▼

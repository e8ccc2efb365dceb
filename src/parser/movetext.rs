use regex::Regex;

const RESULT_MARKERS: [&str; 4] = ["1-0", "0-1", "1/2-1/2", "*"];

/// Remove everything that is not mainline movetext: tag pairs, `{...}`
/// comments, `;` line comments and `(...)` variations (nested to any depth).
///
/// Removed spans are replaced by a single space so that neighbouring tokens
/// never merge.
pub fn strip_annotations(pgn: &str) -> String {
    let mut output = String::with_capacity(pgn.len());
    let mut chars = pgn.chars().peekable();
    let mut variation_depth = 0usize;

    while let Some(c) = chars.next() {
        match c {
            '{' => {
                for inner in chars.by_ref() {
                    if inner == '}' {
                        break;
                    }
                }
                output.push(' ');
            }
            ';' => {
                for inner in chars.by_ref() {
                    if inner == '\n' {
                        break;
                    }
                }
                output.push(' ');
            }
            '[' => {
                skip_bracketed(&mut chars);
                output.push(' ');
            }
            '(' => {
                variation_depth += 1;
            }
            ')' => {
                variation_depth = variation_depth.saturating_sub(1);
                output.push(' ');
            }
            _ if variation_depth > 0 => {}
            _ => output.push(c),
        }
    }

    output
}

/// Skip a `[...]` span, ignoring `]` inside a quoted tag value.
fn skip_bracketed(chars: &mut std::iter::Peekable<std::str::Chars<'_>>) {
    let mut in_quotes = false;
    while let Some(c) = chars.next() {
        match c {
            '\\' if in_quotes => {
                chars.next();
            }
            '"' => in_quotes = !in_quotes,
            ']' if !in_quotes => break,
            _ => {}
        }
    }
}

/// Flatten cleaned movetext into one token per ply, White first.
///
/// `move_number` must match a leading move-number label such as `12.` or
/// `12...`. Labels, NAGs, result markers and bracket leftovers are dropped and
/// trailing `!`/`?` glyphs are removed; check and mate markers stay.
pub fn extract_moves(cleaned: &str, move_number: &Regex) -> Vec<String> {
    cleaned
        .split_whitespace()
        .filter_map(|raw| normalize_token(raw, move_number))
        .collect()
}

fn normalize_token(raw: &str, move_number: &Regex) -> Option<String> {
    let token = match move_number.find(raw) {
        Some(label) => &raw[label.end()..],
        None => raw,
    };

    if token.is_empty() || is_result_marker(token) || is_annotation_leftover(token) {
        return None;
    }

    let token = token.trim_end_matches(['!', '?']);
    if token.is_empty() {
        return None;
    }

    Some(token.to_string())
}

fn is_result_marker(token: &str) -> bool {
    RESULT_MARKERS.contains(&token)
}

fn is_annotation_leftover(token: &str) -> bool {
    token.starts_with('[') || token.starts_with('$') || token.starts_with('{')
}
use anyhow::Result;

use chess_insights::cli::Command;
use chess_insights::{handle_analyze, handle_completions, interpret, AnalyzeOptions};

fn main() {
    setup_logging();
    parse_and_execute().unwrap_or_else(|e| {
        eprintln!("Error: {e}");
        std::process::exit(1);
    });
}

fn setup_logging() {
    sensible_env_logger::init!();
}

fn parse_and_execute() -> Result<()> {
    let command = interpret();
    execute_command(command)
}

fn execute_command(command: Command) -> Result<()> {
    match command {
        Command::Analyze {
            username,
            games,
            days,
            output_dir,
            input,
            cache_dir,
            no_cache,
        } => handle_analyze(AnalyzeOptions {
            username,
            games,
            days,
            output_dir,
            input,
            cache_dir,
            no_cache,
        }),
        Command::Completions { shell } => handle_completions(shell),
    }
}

▲
▼

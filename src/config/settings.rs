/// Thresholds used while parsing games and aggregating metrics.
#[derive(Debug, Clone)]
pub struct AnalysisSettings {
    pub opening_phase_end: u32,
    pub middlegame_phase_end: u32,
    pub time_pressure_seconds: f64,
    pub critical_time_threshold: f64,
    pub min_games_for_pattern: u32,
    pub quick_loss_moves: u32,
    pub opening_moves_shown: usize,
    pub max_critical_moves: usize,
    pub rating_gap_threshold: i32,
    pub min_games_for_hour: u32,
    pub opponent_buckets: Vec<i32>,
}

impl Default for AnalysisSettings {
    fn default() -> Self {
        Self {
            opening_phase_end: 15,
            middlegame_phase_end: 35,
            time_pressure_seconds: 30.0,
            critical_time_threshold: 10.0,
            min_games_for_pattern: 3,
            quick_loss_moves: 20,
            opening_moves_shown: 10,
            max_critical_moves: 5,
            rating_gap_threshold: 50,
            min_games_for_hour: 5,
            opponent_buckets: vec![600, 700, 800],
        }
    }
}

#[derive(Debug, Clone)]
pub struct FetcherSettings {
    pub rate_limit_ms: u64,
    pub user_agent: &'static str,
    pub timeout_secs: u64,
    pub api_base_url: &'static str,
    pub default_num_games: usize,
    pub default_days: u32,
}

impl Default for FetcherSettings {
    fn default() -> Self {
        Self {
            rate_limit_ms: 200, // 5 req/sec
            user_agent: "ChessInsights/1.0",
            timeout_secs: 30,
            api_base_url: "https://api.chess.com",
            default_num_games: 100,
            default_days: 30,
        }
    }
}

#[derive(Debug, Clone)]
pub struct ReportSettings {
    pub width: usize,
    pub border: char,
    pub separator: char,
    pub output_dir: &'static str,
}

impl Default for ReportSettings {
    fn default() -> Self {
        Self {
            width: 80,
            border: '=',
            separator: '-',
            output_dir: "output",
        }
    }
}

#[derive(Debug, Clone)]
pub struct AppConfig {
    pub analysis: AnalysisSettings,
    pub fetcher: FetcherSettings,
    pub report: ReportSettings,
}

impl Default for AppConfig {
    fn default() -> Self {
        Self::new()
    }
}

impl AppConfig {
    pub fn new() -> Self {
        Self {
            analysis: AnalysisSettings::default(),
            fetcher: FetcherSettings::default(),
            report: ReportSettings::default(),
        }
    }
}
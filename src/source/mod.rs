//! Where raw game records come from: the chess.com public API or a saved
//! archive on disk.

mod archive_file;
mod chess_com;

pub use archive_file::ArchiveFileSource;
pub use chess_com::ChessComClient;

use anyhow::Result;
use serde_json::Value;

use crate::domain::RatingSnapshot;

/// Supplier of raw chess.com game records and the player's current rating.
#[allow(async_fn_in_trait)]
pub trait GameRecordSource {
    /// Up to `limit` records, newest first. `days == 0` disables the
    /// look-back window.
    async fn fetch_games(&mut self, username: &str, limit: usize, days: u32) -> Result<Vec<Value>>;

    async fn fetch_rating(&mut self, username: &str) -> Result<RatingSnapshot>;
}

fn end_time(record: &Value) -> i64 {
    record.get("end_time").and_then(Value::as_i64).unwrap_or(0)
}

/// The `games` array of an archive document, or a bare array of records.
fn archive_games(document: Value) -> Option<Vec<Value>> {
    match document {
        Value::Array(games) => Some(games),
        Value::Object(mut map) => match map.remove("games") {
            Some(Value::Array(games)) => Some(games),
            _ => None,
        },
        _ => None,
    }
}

▲
▼

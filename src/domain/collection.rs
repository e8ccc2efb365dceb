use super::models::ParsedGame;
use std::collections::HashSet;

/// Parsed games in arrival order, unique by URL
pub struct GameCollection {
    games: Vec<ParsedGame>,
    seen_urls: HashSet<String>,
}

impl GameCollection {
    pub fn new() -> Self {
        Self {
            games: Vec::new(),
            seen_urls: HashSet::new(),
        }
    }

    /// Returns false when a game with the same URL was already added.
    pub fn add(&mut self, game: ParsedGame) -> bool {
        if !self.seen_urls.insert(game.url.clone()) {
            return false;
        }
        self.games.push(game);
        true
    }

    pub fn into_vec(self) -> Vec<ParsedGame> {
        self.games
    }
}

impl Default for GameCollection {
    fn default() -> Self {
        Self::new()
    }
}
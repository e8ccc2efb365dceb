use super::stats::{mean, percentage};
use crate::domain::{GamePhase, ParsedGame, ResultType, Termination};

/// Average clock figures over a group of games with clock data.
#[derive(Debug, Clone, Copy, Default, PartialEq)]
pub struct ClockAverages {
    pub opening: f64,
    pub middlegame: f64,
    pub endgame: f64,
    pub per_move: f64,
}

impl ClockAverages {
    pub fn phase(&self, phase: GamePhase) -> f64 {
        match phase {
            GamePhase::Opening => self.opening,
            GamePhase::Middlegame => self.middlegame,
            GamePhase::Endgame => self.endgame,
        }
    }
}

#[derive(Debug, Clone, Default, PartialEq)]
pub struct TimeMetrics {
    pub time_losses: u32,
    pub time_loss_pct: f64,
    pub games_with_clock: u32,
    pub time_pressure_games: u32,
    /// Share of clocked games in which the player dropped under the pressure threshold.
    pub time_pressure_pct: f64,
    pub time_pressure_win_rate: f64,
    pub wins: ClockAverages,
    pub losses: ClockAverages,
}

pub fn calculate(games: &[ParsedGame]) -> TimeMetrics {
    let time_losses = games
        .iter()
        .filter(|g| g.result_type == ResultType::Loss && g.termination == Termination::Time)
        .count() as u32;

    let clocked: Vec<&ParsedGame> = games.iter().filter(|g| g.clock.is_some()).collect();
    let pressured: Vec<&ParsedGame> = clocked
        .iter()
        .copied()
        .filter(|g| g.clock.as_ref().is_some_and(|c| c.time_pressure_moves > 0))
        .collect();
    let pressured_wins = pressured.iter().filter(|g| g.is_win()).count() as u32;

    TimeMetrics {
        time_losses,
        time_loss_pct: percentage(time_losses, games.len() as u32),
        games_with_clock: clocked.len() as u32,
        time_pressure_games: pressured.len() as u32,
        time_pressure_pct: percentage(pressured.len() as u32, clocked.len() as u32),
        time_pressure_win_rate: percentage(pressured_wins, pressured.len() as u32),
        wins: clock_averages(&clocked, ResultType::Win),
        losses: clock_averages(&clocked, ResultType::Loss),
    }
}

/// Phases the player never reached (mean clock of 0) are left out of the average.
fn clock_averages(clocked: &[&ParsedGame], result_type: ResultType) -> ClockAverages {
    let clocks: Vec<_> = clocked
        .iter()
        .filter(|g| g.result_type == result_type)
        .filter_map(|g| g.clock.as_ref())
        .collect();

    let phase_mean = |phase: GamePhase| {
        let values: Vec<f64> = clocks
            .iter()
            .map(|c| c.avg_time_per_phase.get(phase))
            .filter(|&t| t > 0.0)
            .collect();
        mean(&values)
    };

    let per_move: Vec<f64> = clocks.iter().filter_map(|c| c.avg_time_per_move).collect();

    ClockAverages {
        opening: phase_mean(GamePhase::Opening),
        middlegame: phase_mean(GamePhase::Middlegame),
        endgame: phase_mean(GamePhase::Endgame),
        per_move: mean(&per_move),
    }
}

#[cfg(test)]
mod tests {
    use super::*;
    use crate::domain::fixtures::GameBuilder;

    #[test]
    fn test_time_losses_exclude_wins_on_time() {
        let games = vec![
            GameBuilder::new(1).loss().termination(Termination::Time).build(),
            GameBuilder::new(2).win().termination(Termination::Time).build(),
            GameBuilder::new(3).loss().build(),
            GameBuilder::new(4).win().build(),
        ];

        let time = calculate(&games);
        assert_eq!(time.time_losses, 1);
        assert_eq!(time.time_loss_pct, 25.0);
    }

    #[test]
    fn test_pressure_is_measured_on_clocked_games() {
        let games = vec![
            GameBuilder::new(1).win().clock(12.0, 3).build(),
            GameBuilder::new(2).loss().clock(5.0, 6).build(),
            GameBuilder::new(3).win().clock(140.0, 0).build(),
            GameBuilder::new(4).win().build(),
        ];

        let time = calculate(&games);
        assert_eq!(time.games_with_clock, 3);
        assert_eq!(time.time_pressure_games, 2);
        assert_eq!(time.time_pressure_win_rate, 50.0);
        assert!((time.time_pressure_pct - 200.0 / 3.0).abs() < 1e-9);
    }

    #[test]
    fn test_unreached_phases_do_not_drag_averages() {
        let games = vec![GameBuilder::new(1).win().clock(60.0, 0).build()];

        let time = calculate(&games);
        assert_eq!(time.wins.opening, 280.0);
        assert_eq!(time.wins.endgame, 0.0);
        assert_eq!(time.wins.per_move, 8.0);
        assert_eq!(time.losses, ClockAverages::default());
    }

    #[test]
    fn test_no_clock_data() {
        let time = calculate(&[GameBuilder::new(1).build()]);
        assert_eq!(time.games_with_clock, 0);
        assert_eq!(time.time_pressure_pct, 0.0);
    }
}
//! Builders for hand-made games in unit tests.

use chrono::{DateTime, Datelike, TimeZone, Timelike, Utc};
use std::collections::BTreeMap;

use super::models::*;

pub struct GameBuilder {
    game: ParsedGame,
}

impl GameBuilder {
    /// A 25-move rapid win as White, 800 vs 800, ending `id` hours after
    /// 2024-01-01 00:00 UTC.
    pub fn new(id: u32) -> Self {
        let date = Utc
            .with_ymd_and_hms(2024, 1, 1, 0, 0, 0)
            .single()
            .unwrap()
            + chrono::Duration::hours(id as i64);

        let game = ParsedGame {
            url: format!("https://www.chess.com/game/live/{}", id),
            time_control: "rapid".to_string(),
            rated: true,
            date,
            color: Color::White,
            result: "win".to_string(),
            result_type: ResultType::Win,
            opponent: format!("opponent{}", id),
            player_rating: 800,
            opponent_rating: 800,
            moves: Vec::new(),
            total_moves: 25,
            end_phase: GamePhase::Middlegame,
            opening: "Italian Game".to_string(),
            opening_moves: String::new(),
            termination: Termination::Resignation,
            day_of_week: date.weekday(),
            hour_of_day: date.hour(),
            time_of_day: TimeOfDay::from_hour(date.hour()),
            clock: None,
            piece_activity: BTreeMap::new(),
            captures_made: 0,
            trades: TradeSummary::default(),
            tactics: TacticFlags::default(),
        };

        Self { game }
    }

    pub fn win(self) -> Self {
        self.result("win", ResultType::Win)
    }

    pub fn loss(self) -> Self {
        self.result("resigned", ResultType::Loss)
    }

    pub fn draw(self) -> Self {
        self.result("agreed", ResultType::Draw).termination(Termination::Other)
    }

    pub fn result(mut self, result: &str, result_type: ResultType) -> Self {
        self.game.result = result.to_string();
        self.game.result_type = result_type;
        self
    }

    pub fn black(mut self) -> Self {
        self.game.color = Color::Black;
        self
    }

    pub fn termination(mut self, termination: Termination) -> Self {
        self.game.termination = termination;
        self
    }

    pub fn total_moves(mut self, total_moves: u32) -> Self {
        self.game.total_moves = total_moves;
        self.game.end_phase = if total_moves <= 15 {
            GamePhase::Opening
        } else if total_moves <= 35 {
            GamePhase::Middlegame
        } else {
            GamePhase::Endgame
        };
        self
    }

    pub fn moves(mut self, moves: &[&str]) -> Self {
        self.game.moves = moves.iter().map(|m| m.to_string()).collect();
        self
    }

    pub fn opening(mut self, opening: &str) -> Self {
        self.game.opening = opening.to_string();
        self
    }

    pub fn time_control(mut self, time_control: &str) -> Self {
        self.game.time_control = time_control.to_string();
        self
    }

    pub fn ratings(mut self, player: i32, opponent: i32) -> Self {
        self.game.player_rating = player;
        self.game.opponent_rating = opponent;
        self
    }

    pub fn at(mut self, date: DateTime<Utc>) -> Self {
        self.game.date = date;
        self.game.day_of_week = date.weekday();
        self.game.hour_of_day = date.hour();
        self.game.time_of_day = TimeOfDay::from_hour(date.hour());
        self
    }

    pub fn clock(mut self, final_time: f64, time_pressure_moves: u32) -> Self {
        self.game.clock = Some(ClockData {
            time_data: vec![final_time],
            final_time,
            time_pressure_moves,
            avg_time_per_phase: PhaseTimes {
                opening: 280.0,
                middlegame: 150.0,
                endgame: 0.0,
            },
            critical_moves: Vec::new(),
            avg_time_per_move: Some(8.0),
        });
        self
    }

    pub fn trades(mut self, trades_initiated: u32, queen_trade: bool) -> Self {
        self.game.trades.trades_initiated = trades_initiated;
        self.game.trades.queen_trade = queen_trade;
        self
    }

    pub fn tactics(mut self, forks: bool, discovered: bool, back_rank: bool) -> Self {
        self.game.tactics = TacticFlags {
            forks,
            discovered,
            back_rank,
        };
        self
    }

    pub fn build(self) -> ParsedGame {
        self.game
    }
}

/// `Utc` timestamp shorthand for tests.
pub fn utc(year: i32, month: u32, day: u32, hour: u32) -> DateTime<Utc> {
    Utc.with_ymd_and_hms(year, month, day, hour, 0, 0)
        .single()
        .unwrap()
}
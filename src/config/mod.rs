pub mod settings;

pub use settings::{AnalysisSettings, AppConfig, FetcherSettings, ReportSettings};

▲

__Description of the task__
Report all lines in the listing above that contain the word "impl".

__Answer box__
impl Default for AnalysisSettings {
impl Default for FetcherSettings {
impl Default for ReportSettings {
impl Default for AppConfig {
impl AppConfig {
impl GameCollection {
impl Default for GameCollection {
impl ClockAverages {
impl GameBuilder {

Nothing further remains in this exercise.